Air­-land Interactions: Effects of Soil Moisture in the Past, Present, and Future

Abstract

The land surface and the atmosphere influence each other through processes that occur in the lowest layer of the atmosphere, where people live. This atmospheric layer is called the planetary boundary layer (PBL), and its dynamics are crucial for accurate weather prediction and climate projection by numerical models. In this thesis, I present three projects related to air-land interactions in the PBL. The projects span three different spatial scales (regional, synoptic, and global), and three different time periods (past, present, and future). On the regional scale, I propose an agricultural drought index that accounts for the mitigating effect of irrigation before the existence of satellites \citep{tang2023} by applying a recent theory that assumes strong air-land coupling.
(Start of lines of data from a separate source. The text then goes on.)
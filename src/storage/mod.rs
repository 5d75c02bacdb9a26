//! Storage Module
//!
//! Path-addressed document storage behind one contract.
//!
//! ## Backends
//! - [`MemoryStorage`]: root map held in a `RwLock`, lost on exit
//! - [`FileStorage`]: root map persisted as a single JSON object file,
//!   re-read on every operation and rewritten in full on every mutation
//!
//! ## Concurrency
//! Each backend owns one reader/writer lock covering the whole store.
//! `get` runs under the shared side, `set`/`delete` under the exclusive
//! side until the mutation is visible (memory) or durable (file). There is
//! no per-key locking: any write serializes against every other operation.

mod file;
mod memory;

use std::sync::Arc;

use crate::config::StorageBackend;
use crate::document::{Document, KeyPath};
use crate::error::Result;

pub use file::FileStorage;
pub use memory::MemoryStorage;

/// The get/set/delete capability every backend provides
///
/// Lookup failures are reported as `KeyNotFound` (a segment is absent) or
/// `NotNavigable` (a segment had to be read out of a non-object value).
pub trait Storage: Send + Sync {
    /// Fetch a copy of the document at `path`
    fn get(&self, path: &KeyPath) -> Result<Document>;

    /// Store `value` at `path`, replacing non-object intermediates
    fn set(&self, path: &KeyPath, value: Document) -> Result<()>;

    /// Remove the document at `path`
    fn delete(&self, path: &KeyPath) -> Result<()>;
}

/// Construct the backend selected by configuration
pub fn open_storage(backend: &StorageBackend) -> Result<Arc<dyn Storage>> {
    match backend {
        StorageBackend::File { path } => {
            tracing::info!("Using file storage at {}", path.display());
            Ok(Arc::new(FileStorage::open(path)?))
        }
        StorageBackend::Memory => {
            tracing::info!("Using in-memory storage");
            Ok(Arc::new(MemoryStorage::new()))
        }
    }
}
This drought index can be used to better understand past droughts. On the synoptic scale, we investigate how soil moisture gradients control the intensity of convective storms. These mechanisms are particularly relevant to understanding storms in the central United States, where synoptic scale east-west soil moisture gradients are a robust feature of the current climate. At global scales, I simulate an idealized land world in which surface moisture is fixed, and I use it to develop basic insight into how dry land surfaces impact continental climate. I derive a simple theory that parsimoniously explains the response of near-surface temperature and humidity to variations in soil moisture. The theory will provide insight into changes in rainfall and drought with future warming.